WHAT NEEDS TO BE DONE: Using the listing below, keep only the lines with the word "impl" and copy them.

SUPPLIED MATERIAL:
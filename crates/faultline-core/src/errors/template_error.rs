//! Template store and resolution errors.

use std::path::PathBuf;

use super::error_code::{codes, FaultlineErrorCode};

#[derive(Debug, thiserror::Error)]
pub enum TemplateError {
    #[error("template `{name}` not found")]
    NotFound { name: String },

    /// Recorded when a dependency cycle is broken during loading; resolution
    /// recovers by treating the template's dependencies as empty.
    #[error("dependency cycle involving template `{name}`")]
    Cycle { name: String },

    #[error("syntax error in template `{name}`: {message}")]
    Syntax { name: String, message: String },

    #[error("failed to parse template file {path}: {message}")]
    Parse { path: PathBuf, message: String },

    #[error("IO error reading template {path}: {source}")]
    Io {
        path: PathBuf,
        source: std::io::Error,
    },
}

impl FaultlineErrorCode for TemplateError {
    fn error_code(&self) -> &'static str {
        match self {
            Self::NotFound { .. } => codes::TEMPLATE_NOT_FOUND,
            Self::Cycle { .. } => codes::TEMPLATE_CYCLE,
            Self::Syntax { .. } => codes::TEMPLATE_SYNTAX,
            Self::Parse { .. } => codes::TEMPLATE_PARSE,
            Self::Io { .. } => codes::TEMPLATE_IO,
        }
    }
}
/// On-disk template definition. Unknown keys are ignored so template
/// authors can annotate files freely.
#[derive(Debug, Clone, Default, Deserialize)]
struct TemplateFile {
    /// Human-readable display name; the key stays the file stem.
    #[serde(default)]
    name: Option<String>,
    #[serde(default)]
    description: Option<String>,
    #[serde(default)]
    category: Option<String>,
    #[serde(default)]
    agent: Option<String>,
    #[serde(default)]
    language: Option<String>,
    #[serde(default)]
    tags: Vec<String>,
    #[serde(default)]
    extends: Option<String>,
    #[serde(default)]
    includes: Vec<String>,
    #[serde(default)]
    template: String,
}

/// Metadata carried alongside a template body.
#[derive(Debug, Clone, Default)]
pub struct TemplateMeta {
    pub display_name: Option<String>,
    pub description: Option<String>,
    pub category: Option<String>,
    pub agent: Option<String>,
    pub language: Option<String>,
    pub tags: Vec<String>,
}

/// A loaded template.
#[derive(Debug, Clone)]
pub struct Template {
    /// Store key: the file stem, `user.`-prefixed for user templates.
    pub name: String,
    /// xxh3 hash of the raw file contents.
    pub version: u64,
    pub extends: Option<String>,
    pub includes: Vec<String>,
    pub body: String,
    pub meta: TemplateMeta,
}

/// Sorted summary row for listings.
#[derive(Debug, Clone, serde::Serialize)]
pub struct TemplateSummary {
    pub name: String,
    pub display_name: String,
    pub description: String,
    pub category: String,
    pub agent: String,
}
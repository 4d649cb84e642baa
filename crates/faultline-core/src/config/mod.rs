//! Engine configuration.
//!
//! Every field has a serde default drawn from [`crate::constants`], so a
//! partial TOML file (or none at all) yields a working configuration.

use std::path::{Path, PathBuf};
use std::time::Duration;

use serde::{Deserialize, Serialize};
use tracing::debug;

use crate::constants;
use crate::errors::ConfigError;

#[derive(Debug, Clone, Serialize, Deserialize)]
#[serde(default)]
pub struct EngineConfig {
    /// Minimum normalized confidence for a category to be reported.
    pub confidence_threshold: f64,
    /// Bounded classifier result-cache capacity (entries).
    pub classify_cache_capacity: u64,
    /// Scanner chunk size in bytes.
    pub chunk_size: usize,
    /// Scanner overlap in bytes.
    pub chunk_overlap: usize,
    /// Inputs larger than this many bytes use the parallel scan path.
    pub parallel_threshold: u64,
    /// Optional cap on total raw matches; reaching it cancels the scan
    /// cooperatively.
    pub max_matches: Option<usize>,
    /// TTL for template cache entries, in seconds.
    pub template_ttl_secs: u64,
    /// Capacity of each template cache level (entries).
    pub template_cache_capacity: u64,
    /// Debounce window for template change events, in milliseconds.
    pub debounce_window_ms: u64,
    /// Template source directories; later paths shadow earlier ones by name.
    pub template_dirs: Vec<PathBuf>,
    /// User-writable template directory; its templates load under the
    /// `user.` namespace.
    pub user_template_dir: Option<PathBuf>,
}

impl Default for EngineConfig {
    fn default() -> Self {
        Self {
            confidence_threshold: constants::DEFAULT_CONFIDENCE_THRESHOLD,
            classify_cache_capacity: constants::CLASSIFY_CACHE_CAPACITY,
            chunk_size: constants::DEFAULT_CHUNK_SIZE,
            chunk_overlap: constants::DEFAULT_CHUNK_OVERLAP,
            parallel_threshold: constants::PARALLEL_SCAN_THRESHOLD,
            max_matches: None,
            template_ttl_secs: constants::TEMPLATE_CACHE_TTL_SECS,
            template_cache_capacity: constants::TEMPLATE_CACHE_CAPACITY,
            debounce_window_ms: constants::DEBOUNCE_WINDOW_MS,
            template_dirs: Vec::new(),
            user_template_dir: None,
        }
    }
}

impl EngineConfig {
    /// Load configuration from a TOML file.
    pub fn from_toml_file(path: &Path) -> Result<Self, ConfigError> {
        let raw = std::fs::read_to_string(path).map_err(|source| ConfigError::Io {
            path: path.to_path_buf(),
            source,
        })?;
        let config: Self = toml::from_str(&raw).map_err(|e| ConfigError::Parse {
            path: path.to_path_buf(),
            message: e.to_string(),
        })?;
        debug!(path = %path.display(), "loaded configuration");
        Ok(config)
    }

    pub fn template_ttl(&self) -> Duration {
        Duration::from_secs(self.template_ttl_secs)
    }

    pub fn debounce_window(&self) -> Duration {
        Duration::from_millis(self.debounce_window_ms)
    }
}

#[cfg(test)]
mod tests {
    use super::*;
    use std::io::Write;

    #[test]
    fn test_defaults() {
        let cfg = EngineConfig::default();
        assert_eq!(cfg.confidence_threshold, 0.3);
        assert_eq!(cfg.chunk_overlap, 1024);
        assert!(cfg.max_matches.is_none());
    }

    #[test]
    fn test_partial_toml_fills_defaults() {
        let mut file = tempfile::NamedTempFile::new().unwrap();
        writeln!(file, "confidence_threshold = 0.5").unwrap();
        writeln!(file, "chunk_size = 4096").unwrap();

        let cfg = EngineConfig::from_toml_file(file.path()).unwrap();
        assert_eq!(cfg.confidence_threshold, 0.5);
        assert_eq!(cfg.chunk_size, 4096);
        // Untouched fields keep their defaults
        assert_eq!(cfg.template_ttl_secs, 3600);
    }

    #[test]
    fn test_bad_toml_is_parse_error() {
        let mut file = tempfile::NamedTempFile::new().unwrap();
        writeln!(file, "chunk_size = \"not a number\"").unwrap();
        assert!(matches!(
            EngineConfig::from_toml_file(file.path()),
            Err(ConfigError::Parse { .. })
        ));
    }
}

FINISHED EXERCISE:
impl FaultlineErrorCode for TemplateError {
impl Default for EngineConfig {
impl EngineConfig {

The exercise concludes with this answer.